# Best Skylines Outside Asia



## isaidso (Mar 21, 2007)

With the exception of New York, Chicago, and Toronto the best skylines in the world are found in Asia. This thread is meant to shine a light on great skylines beyond Asia. What are your favourites from Europe, Australia, Africa, and America? I'll start off with one that I think gets over looked far too much.

*Melbourne, Australia*

Melbourne skyline at blue hour by Trevor Downie, on Flickr


----------



## Jay (Oct 7, 2004)

Most of the others would still be in North America, I think a lot of second tier US skyscraper cities like Philly, Seattle, LA, San Francisco etc. are pretty impressive, then maybe Sydney or Moscow or something.

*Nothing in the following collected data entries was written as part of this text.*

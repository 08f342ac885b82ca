//! Background worker thread — all service I/O runs here.
//!
//! Communication with the TUI main thread is via `mpsc` channels.
//! The worker creates a private rayon::ThreadPool (not the global pool) for
//! the parallel catalog fetch.

use std::sync::mpsc::{Receiver, Sender};
use std::thread::{self, JoinHandle};

use tracing::{debug, warn};

use basketlab_client::{fetch_catalog, BacktestService, CatalogFetch, ServiceError};
use basketlab_core::{BacktestRequest, BacktestResultRow, RunFingerprint};

/// Commands sent from the TUI to the worker.
#[derive(Debug)]
pub enum WorkerCommand {
    LoadCatalog,
    RunBacktest { request: BacktestRequest },
    Shutdown,
}

/// Responses sent from the worker back to the TUI.
#[derive(Debug, Clone)]
pub enum WorkerResponse {
    CatalogLoaded(CatalogFetch),
    BacktestComplete {
        fingerprint: RunFingerprint,
        rows: Vec<BacktestResultRow>,
    },
    BacktestFailed {
        fingerprint: RunFingerprint,
        error: ServiceError,
    },
}

/// Spawn the background worker thread.
pub fn spawn_worker(
    service: Box<dyn BacktestService>,
    rx: Receiver<WorkerCommand>,
    tx: Sender<WorkerResponse>,
) -> JoinHandle<()> {
    thread::Builder::new()
        .name("basketlab-worker".into())
        .spawn(move || {
            worker_loop(service.as_ref(), rx, tx);
        })
        .expect("failed to spawn worker thread")
}

fn worker_loop(
    service: &dyn BacktestService,
    rx: Receiver<WorkerCommand>,
    tx: Sender<WorkerResponse>,
) {
    // Two threads: one per half of the catalog fetch.
    let pool = rayon::ThreadPoolBuilder::new()
        .num_threads(2)
        .thread_name(|i| format!("basketlab-pool-{i}"))
        .build()
        .map_err(|e| warn!(error = %e, "worker pool unavailable; using global rayon pool"))
        .ok();

    loop {
        match rx.recv() {
            Ok(WorkerCommand::Shutdown) | Err(_) => break,
            Ok(cmd) => {
                let resp = handle_command(cmd, service, pool.as_ref());
                if let Some(resp) = resp {
                    if tx.send(resp).is_err() {
                        debug!("UI receiver dropped; worker exiting");
                        break;
                    }
                }
            }
        }
    }
}

fn handle_command(
    cmd: WorkerCommand,
    service: &dyn BacktestService,
    pool: Option<&rayon::ThreadPool>,
) -> Option<WorkerResponse> {
    match cmd {
        WorkerCommand::LoadCatalog => {
            let fetch = match pool {
                Some(pool) => pool.install(|| fetch_catalog(service)),
                None => fetch_catalog(service),
            };
            Some(WorkerResponse::CatalogLoaded(fetch))
        }
        WorkerCommand::RunBacktest { request } => {
            let fingerprint = request.fingerprint();
            debug!(run = %fingerprint, "dispatching backtest");
            Some(match service.run_backtest(&request) {
                Ok(rows) => WorkerResponse::BacktestComplete { fingerprint, rows },
                Err(error) => WorkerResponse::BacktestFailed { fingerprint, error },
            })
        }
        WorkerCommand::Shutdown => None, // handled in loop
    }
}

#[cfg(test)]
mod tests {
    use super::*;
    use std::sync::mpsc;
    use std::time::Duration;

    use basketlab_core::{BasketCatalog, Params, Strategy};

    struct Canned;

    impl BacktestService for Canned {
        fn strategies(&self) -> Result<Vec<Strategy>, ServiceError> {
            Ok(vec![Strategy {
                id: "momentum".into(),
                name: "Momentum ML".into(),
                params: Params::new(),
            }])
        }

        fn assets(&self) -> Result<BasketCatalog, ServiceError> {
            Err(ServiceError::Network("connection refused".into()))
        }

        fn run_backtest(
            &self,
            request: &BacktestRequest,
        ) -> Result<Vec<BacktestResultRow>, ServiceError> {
            if request.basket.is_empty() {
                return Err(ServiceError::status(404, "No data found"));
            }
            Ok(request
                .basket
                .iter()
                .map(|s| BacktestResultRow::new(s.as_str(), "1.00", 1, "1.00"))
                .collect())
        }
    }

    fn start() -> (Sender<WorkerCommand>, Receiver<WorkerResponse>, JoinHandle<()>) {
        let (cmd_tx, cmd_rx) = mpsc::channel();
        let (resp_tx, resp_rx) = mpsc::channel();
        let handle = spawn_worker(Box::new(Canned), cmd_rx, resp_tx);
        (cmd_tx, resp_rx, handle)
    }

    #[test]
    fn catalog_load_reports_both_halves() {
        let (tx, rx, handle) = start();
        tx.send(WorkerCommand::LoadCatalog).unwrap();
        match rx.recv_timeout(Duration::from_secs(5)).unwrap() {
            WorkerResponse::CatalogLoaded(fetch) => {
                assert_eq!(fetch.strategies.unwrap().len(), 1);
                assert!(fetch.baskets.is_err());
            }
            other => panic!("expected CatalogLoaded, got {other:?}"),
        }
        tx.send(WorkerCommand::Shutdown).unwrap();
        handle.join().unwrap();
    }

    #[test]
    fn backtest_responses_carry_fingerprint() {
        let (tx, rx, handle) = start();
        let ok = BacktestRequest::new("momentum", vec!["BTC".into(), "ETH".into()]);
        let expected = ok.fingerprint();
        tx.send(WorkerCommand::RunBacktest { request: ok }).unwrap();
        match rx.recv_timeout(Duration::from_secs(5)).unwrap() {
            WorkerResponse::BacktestComplete { fingerprint, rows } => {
                assert_eq!(fingerprint, expected);
                assert_eq!(rows.len(), 2);
            }
            other => panic!("expected BacktestComplete, got {other:?}"),
        }

        let empty = BacktestRequest::new("momentum", Vec::new());
        tx.send(WorkerCommand::RunBacktest { request: empty }).unwrap();
        match rx.recv_timeout(Duration::from_secs(5)).unwrap() {
            WorkerResponse::BacktestFailed { error, .. } => {
                assert!(matches!(error, ServiceError::Status { status: 404, .. }));
            }
            other => panic!("expected BacktestFailed, got {other:?}"),
        }
        drop(tx);
        handle.join().unwrap();
    }
}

I'm guessing Dubai counts as Asia as well?


----------



## cena1200 (Mar 2, 2017)

Melbourne
sedny 
Pretty Australian cities and enjoy the spectacular views of urban


----------



## isaidso (Mar 21, 2007)

Australia has great skylines. Although a little small, Auckland looks pretty good to me as well.



Jay said:


> Most of the others would still be in North America, I think a lot of second tier US skyscraper cities like Philly, Seattle, LA, San Francisco etc. are pretty impressive, then maybe Sydney or Moscow or something.
> 
> I'm guessing Dubai counts as Asia as well?


The UAE is most definitely in Asia. Most of the notable skylines outside Asia would be in north America: New York, Chicago, LA, San Francisco, Seattle, Philadelphia, Minneapolis, Houston, Miami, Boston, Atlanta, Panama City, Mexico City, Toronto, Vancouver, Montreal, Calgary. There are others though: Melbourne, Sydney, Brisbane, Moscow, London, Paris, Istanbul, Frankfurt, Sao Paulo.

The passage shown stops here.